··· Dataset entries ···
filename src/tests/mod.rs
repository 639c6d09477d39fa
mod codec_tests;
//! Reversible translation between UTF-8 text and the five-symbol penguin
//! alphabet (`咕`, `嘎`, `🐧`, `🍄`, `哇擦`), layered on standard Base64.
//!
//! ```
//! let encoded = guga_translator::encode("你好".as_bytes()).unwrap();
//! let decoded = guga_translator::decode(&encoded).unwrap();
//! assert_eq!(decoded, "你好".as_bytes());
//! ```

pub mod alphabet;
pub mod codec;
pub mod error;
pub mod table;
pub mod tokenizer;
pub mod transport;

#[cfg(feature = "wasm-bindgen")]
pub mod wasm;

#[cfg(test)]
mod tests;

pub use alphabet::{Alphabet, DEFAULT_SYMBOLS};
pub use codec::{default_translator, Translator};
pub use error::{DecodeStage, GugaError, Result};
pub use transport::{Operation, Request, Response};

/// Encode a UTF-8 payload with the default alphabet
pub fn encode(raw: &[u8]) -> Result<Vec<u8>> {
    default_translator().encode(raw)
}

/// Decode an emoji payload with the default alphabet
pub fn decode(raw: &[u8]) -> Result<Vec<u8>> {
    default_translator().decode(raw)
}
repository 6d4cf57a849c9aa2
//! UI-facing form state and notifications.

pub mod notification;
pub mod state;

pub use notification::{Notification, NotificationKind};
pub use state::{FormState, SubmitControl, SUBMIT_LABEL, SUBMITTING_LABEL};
···
··· Dataset entries ···
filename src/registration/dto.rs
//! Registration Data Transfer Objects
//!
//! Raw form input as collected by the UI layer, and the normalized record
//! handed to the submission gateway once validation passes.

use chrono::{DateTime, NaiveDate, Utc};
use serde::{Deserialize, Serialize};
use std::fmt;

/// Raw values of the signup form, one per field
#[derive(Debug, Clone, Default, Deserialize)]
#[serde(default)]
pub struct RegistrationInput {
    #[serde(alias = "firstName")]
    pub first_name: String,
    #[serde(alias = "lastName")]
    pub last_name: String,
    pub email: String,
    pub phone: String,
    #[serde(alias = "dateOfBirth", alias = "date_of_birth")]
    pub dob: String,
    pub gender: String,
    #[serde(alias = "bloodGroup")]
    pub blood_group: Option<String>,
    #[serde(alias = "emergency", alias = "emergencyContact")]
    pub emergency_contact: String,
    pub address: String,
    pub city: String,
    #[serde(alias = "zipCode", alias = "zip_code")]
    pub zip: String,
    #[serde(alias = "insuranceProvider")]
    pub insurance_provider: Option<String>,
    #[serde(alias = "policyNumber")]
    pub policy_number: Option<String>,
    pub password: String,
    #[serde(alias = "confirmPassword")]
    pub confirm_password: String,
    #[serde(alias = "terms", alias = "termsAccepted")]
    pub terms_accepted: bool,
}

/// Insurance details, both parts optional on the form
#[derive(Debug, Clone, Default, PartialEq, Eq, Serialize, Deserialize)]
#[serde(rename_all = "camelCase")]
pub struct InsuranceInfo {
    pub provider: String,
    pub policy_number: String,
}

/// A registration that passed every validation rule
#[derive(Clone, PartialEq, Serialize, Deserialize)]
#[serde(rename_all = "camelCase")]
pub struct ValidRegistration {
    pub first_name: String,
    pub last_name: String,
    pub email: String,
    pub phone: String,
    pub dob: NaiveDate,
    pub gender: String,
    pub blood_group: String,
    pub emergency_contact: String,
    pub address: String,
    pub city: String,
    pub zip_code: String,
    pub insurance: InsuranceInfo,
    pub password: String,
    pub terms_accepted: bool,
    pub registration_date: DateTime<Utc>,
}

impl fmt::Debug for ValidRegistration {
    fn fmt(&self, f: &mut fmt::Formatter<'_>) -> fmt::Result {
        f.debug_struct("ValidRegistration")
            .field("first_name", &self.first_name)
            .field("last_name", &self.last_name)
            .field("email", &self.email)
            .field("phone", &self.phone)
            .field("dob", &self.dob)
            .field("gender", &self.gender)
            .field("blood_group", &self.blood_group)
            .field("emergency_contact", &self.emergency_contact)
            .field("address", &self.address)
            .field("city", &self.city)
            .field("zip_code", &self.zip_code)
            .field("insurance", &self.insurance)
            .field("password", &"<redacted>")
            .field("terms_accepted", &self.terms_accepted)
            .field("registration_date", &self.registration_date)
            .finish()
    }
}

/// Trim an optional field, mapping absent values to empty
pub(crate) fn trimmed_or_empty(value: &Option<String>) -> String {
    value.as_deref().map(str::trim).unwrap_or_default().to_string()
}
···
··· Dataset entries ···
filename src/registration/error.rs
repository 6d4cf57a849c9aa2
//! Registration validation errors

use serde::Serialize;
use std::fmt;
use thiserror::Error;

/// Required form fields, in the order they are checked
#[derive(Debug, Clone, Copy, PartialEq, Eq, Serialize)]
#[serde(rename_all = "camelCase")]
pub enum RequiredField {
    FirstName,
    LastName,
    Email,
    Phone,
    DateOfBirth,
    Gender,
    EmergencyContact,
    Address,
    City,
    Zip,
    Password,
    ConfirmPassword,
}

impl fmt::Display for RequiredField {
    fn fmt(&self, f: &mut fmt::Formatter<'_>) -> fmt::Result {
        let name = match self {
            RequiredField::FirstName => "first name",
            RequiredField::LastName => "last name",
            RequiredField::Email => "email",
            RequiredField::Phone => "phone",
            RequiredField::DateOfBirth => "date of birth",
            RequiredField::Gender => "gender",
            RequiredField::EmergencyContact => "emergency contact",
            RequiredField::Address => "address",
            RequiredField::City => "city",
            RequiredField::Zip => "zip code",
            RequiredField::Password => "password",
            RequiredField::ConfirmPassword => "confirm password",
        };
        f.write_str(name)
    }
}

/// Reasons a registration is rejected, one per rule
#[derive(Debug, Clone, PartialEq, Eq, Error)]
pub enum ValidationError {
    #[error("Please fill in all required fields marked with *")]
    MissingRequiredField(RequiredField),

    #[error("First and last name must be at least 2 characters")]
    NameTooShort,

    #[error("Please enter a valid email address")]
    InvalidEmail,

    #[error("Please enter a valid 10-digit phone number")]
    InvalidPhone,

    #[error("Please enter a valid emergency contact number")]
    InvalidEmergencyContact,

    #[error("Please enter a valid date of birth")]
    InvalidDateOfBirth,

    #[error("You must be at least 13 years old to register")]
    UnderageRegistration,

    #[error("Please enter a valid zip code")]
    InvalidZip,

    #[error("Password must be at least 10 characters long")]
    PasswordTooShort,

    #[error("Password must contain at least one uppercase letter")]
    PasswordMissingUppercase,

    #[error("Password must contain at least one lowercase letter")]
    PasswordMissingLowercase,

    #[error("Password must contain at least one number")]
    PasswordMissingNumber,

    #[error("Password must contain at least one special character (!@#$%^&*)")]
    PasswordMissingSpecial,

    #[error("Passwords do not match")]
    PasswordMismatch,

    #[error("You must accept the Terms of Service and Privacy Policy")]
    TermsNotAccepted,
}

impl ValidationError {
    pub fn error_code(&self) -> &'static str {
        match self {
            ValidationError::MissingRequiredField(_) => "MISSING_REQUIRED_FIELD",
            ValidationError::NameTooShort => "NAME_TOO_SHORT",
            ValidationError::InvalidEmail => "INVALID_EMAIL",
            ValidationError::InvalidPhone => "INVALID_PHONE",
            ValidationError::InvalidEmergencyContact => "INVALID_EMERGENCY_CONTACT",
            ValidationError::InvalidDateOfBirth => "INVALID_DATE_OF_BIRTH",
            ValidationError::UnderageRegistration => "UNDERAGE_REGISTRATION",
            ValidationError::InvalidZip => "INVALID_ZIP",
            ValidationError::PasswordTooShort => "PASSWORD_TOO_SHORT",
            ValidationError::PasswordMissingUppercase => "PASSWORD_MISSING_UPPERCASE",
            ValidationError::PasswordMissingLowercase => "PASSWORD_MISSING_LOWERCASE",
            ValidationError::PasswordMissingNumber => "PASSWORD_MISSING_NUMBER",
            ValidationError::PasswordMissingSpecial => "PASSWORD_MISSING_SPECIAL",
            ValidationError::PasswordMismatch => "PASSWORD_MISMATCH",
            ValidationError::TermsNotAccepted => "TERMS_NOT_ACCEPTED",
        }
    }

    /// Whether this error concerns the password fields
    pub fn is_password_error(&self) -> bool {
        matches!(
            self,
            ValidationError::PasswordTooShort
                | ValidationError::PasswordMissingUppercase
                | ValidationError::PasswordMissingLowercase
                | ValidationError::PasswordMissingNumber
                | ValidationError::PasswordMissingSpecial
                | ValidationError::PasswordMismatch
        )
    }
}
···
Work to complete: Output nothing but the number of lines in the data containing the string "filename".

Written answer: 3